Dans ce mémoire, nous avons comme objectif d’évaluer le potentiel des LNP bascules pour le traitement du cancer. Nous avons évalué les LNP bascules comme vecteur de livraison du siRNA ciblant l'une des protéines cancéreuses les plus spécifiques découvertes à ce jour, la survivine. En parallèle, nous avons étudié le comportement biophysique des membranes contenant des lipides bascules dans des vésicules de taille micromètrique.
Dans la première étude, nous avons démontré que les LNP bascules ont permis le silençage de la survivine dans une gamme de lignées cellulaires cancéreuses (poumon, cervical, ovaire, sein, côlon, rétinoblastome). Dans les cellules du rétinoblastome humain (Y79), nous avons examiné plusieurs agents cytotoxiques utilisés en clinique quant à leur synergie avec le silençage de la survivine: melphalan, topotécan, téniposide et carboplatine. Le prétraitement avec les LNP chargées de siRNA-survivine a amélioré de manière synergique la cytotoxicité du carboplatine et du melphalan mais dans une moindre mesure celle du topotécan et du téniposide. Cet effet était spécifique aux cellules cancéreuses car les cellules saines (ARPE.19) n'exprimaient pas de survivine. L'inhibition de la survivine par silençage de siRNA s'est révélée plus spécifique et moins dommageable pour les cellules saines (ARPE.19) que le YM155, un inhibiteur moléculaire de la survivine.

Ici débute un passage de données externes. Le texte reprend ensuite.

//! Telegram transport — long-polls the Bot API for updates.
//!
//! Native Bot API implementation over reqwest: inbound updates are narrowed
//! to [`Event`] variants, outbound prompts are sendMessage calls with the
//! appropriate keyboard markup.

use async_trait::async_trait;
use futures::stream;
use secrecy::{ExposeSecret, SecretString};
use serde_json::Value;

use crate::catalog::Catalog;
use crate::channels::{ChatId, Event, EventStream, Incoming, MarkupHint, Transport, UserInfo};
use crate::conversation::controller::{BACK_LABEL, CONTACT_LABEL};
use crate::error::ChannelError;

/// Telegram transport — connects to the Bot API via long-polling.
pub struct TelegramTransport {
    bot_token: SecretString,
    admin_chat_id: ChatId,
    client: reqwest::Client,
}

impl TelegramTransport {
    pub fn new(bot_token: SecretString, admin_chat_id: ChatId) -> Self {
        Self {
            bot_token,
            admin_chat_id,
            client: reqwest::Client::new(),
        }
    }

    fn api_url(&self, method: &str) -> String {
        format!(
            "https://api.telegram.org/bot{}/{method}",
            self.bot_token.expose_secret()
        )
    }

    async fn call(&self, method: &str, body: &Value) -> Result<reqwest::Response, ChannelError> {
        self.client
            .post(self.api_url(method))
            .json(body)
            .send()
            .await
            .map_err(|e| ChannelError::Http(e.to_string()))
    }

    /// Send a text message, HTML-first with a plain-text retry when Telegram
    /// rejects the markup.
    async fn send_message(
        &self,
        chat_id: ChatId,
        text: &str,
        html: bool,
        reply_markup: Option<Value>,
    ) -> Result<(), ChannelError> {
        let mut body = serde_json::json!({
            "chat_id": chat_id,
            "text": text,
        });
        if let Some(markup) = reply_markup {
            body["reply_markup"] = markup;
        }

        if !html {
            let resp = self.call("sendMessage", &body).await?;
            if resp.status().is_success() {
                return Ok(());
            }
            let err = resp.text().await.unwrap_or_default();
            return Err(ChannelError::SendFailed {
                reason: format!("sendMessage failed: {err}"),
            });
        }

        body["parse_mode"] = Value::String("HTML".to_string());
        let resp = self.call("sendMessage", &body).await?;
        if resp.status().is_success() {
            return Ok(());
        }

        let html_status = resp.status();
        tracing::warn!(
            status = ?html_status,
            "sendMessage with HTML parse_mode failed; retrying as plain text"
        );

        if let Some(obj) = body.as_object_mut() {
            obj.remove("parse_mode");
        }
        let resp = self.call("sendMessage", &body).await?;
        if resp.status().is_success() {
            Ok(())
        } else {
            let plain_err = resp.text().await.unwrap_or_default();
            Err(ChannelError::SendFailed {
                reason: format!("sendMessage failed (html: {html_status}, plain: {plain_err})"),
            })
        }
    }
}

#[async_trait]
impl Transport for TelegramTransport {
    async fn start(&self) -> Result<EventStream, ChannelError> {
        let (tx, rx) = tokio::sync::mpsc::unbounded_channel();
        let client = self.client.clone();
        let poll_url = self.api_url("getUpdates");
        let answer_url = self.api_url("answerCallbackQuery");

        tokio::spawn(async move {
            let mut offset: i64 = 0;

            tracing::info!("Telegram transport listening for updates...");

            loop {
                let body = serde_json::json!({
                    "offset": offset,
                    "timeout": 30,
                    "allowed_updates": ["message", "callback_query"]
                });

                let resp = match client.post(&poll_url).json(&body).send().await {
                    Ok(r) => r,
                    Err(e) => {
                        tracing::warn!("Telegram poll error: {e}");
                        tokio::time::sleep(std::time::Duration::from_secs(5)).await;
                        continue;
                    }
                };

                let data: Value = match resp.json().await {
                    Ok(d) => d,
                    Err(e) => {
                        tracing::warn!("Telegram parse error: {e}");
                        tokio::time::sleep(std::time::Duration::from_secs(5)).await;
                        continue;
                    }
                };

                if let Some(results) = data.get("result").and_then(Value::as_array) {
                    for update in results {
                        // Advance offset past this update
                        if let Some(uid) = update.get("update_id").and_then(Value::as_i64) {
                            offset = uid + 1;
                        }

                        let Some(parsed) = parse_update(update) else {
                            continue;
                        };

                        // Clear the client-side button spinner; the outcome
                        // does not matter.
                        if let Some(callback_id) = parsed.callback_id {
                            let _ = client
                                .post(&answer_url)
                                .json(&serde_json::json!({
                                    "callback_query_id": callback_id
                                }))
                                .send()
                                .await;
                        }

                        if tx.send(parsed.incoming).is_err() {
                            tracing::info!("Telegram listener channel closed");
                            return;
                        }
                    }
                }
            }
        });

        let stream = stream::unfold(rx, |mut rx| async move {
            rx.recv().await.map(|msg| (msg, rx))
        });

        Ok(Box::pin(stream))
    }

    async fn show_categories(
        &self,
        chat: ChatId,
        text: &str,
        catalog: &Catalog,
    ) -> Result<(), ChannelError> {
        self.send_message(chat, text, true, Some(categories_keyboard(catalog)))
            .await
    }

    async fn show_text(
        &self,
        chat: ChatId,
        text: &str,
        markup: MarkupHint,
    ) -> Result<(), ChannelError> {
        self.send_message(chat, text, markup == MarkupHint::Html, None)
            .await
    }

    async fn show_phone_prompt(&self, chat: ChatId, text: &str) -> Result<(), ChannelError> {
        self.send_message(chat, text, true, Some(phone_keyboard()))
            .await
    }

    async fn clear_reply_controls(&self, chat: ChatId, text: &str) -> Result<(), ChannelError> {
        self.send_message(chat, text, true, Some(remove_keyboard()))
            .await
    }

    async fn notify_admin(&self, text: &str) -> Result<(), ChannelError> {
        self.send_message(self.admin_chat_id, text, true, None).await
    }
}

// ── Keyboards ───────────────────────────────────────────────────────

/// One inline button per catalog entry, one entry per row.
fn categories_keyboard(catalog: &Catalog) -> Value {
    let rows: Vec<Value> = catalog
        .entries()
        .iter()
        .map(|c| serde_json::json!([{ "text": c.label, "callback_data": c.code }]))
        .collect();
    serde_json::json!({ "inline_keyboard": rows })
}

/// Reply keyboard for the phone stage: share-contact on top, back below.
/// Not one-time — it stays up through retries until explicitly removed.
fn phone_keyboard() -> Value {
    serde_json::json!({
        "keyboard": [
            [{ "text": CONTACT_LABEL, "request_contact": true }],
            [{ "text": BACK_LABEL }]
        ],
        "resize_keyboard": true,
        "one_time_keyboard": false
    })
}

fn remove_keyboard() -> Value {
    serde_json::json!({ "remove_keyboard": true })
}

// ── Update parsing ──────────────────────────────────────────────────

struct ParsedUpdate {
    incoming: Incoming,
    /// Present for callback queries; must be answered to clear the spinner.
    callback_id: Option<String>,
}

/// Narrow one Bot API update to an [`Incoming`] event, or `None` for
/// update kinds the bot never asked for.
fn parse_update(update: &Value) -> Option<ParsedUpdate> {
    if let Some(query) = update.get("callback_query") {
        let user = parse_user(query.get("from")?)?;
        let chat = query
            .get("message")
            .and_then(|m| m.get("chat"))
            .and_then(|c| c.get("id"))
            .and_then(Value::as_i64)
            .unwrap_or(user.id);
        let code = query.get("data").and_then(Value::as_str)?.to_string();
        let callback_id = query.get("id").and_then(Value::as_str).map(String::from);
        return Some(ParsedUpdate {
            incoming: Incoming {
                chat,
                user,
                event: Event::CategorySelected { code },
            },
            callback_id,
        });
    }

    let message = update.get("message")?;
    let user = parse_user(message.get("from")?)?;
    let chat = message
        .get("chat")
        .and_then(|c| c.get("id"))
        .and_then(Value::as_i64)
        .unwrap_or(user.id);

    let event = if let Some(number) = message
        .get("contact")
        .and_then(|c| c.get("phone_number"))
        .and_then(Value::as_str)
    {
        Event::ContactShared {
            raw_number: number.to_string(),
        }
    } else if let Some(text) = message.get("text").and_then(Value::as_str) {
        match command_of(text) {
            Some("start") => Event::Start,
            Some("cancel") => Event::Cancel,
            Some(_) => Event::Other,
            None => Event::Text {
                text: text.to_string(),
            },
        }
    } else {
        Event::Other
    };

    Some(ParsedUpdate {
        incoming: Incoming { chat, user, event },
        callback_id: None,
    })
}

fn parse_user(from: &Value) -> Option<UserInfo> {
    let id = from.get("id").and_then(Value::as_i64)?;
    let text_field = |key: &str| {
        from.get(key)
            .and_then(Value::as_str)
            .filter(|s| !s.is_empty())
            .map(String::from)
    };
    let first_name = text_field("first_name");
    let last_name = text_field("last_name");
    let full_name = match (&first_name, &last_name) {
        (Some(f), Some(l)) => Some(format!("{f} {l}")),
        (Some(f), None) => Some(f.clone()),
        (None, Some(l)) => Some(l.clone()),
        (None, None) => None,
    };
    Some(UserInfo {
        id,
        first_name,
        full_name,
        username: text_field("username"),
    })
}

/// Extract the command name from a `/command` or `/command@bot` message.
fn command_of(text: &str) -> Option<&str> {
    let first = text.split_whitespace().next()?;
    let cmd = first.strip_prefix('/')?;
    cmd.split('@').next()
}

// ── Tests ───────────────────────────────────────────────────────────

Dans la deuxième étude, nous avons observé par microscopie confocale que les lipides bascules induisaient rapidement le stress, la fission et une courbure positive dans les membranes des vésicules unilamellaires géantes lorsqu'elles étaient exposées à des conditions acides. La dynamique de la membrane a été confirmée par des expériences de diffusion dynamique de la lumière (DLS) et de fuite de calcéine. Ces phénomènes ont également été observés lorsque des lipides bascules ont été incorporés dans une membrane hybride polymère/lipide, fournissant des propriétés sensibles au pH aux vésicules hybrides. À notre connaissance, c'est la première fois qu'une vésicule hybride sensible au pH est reportée.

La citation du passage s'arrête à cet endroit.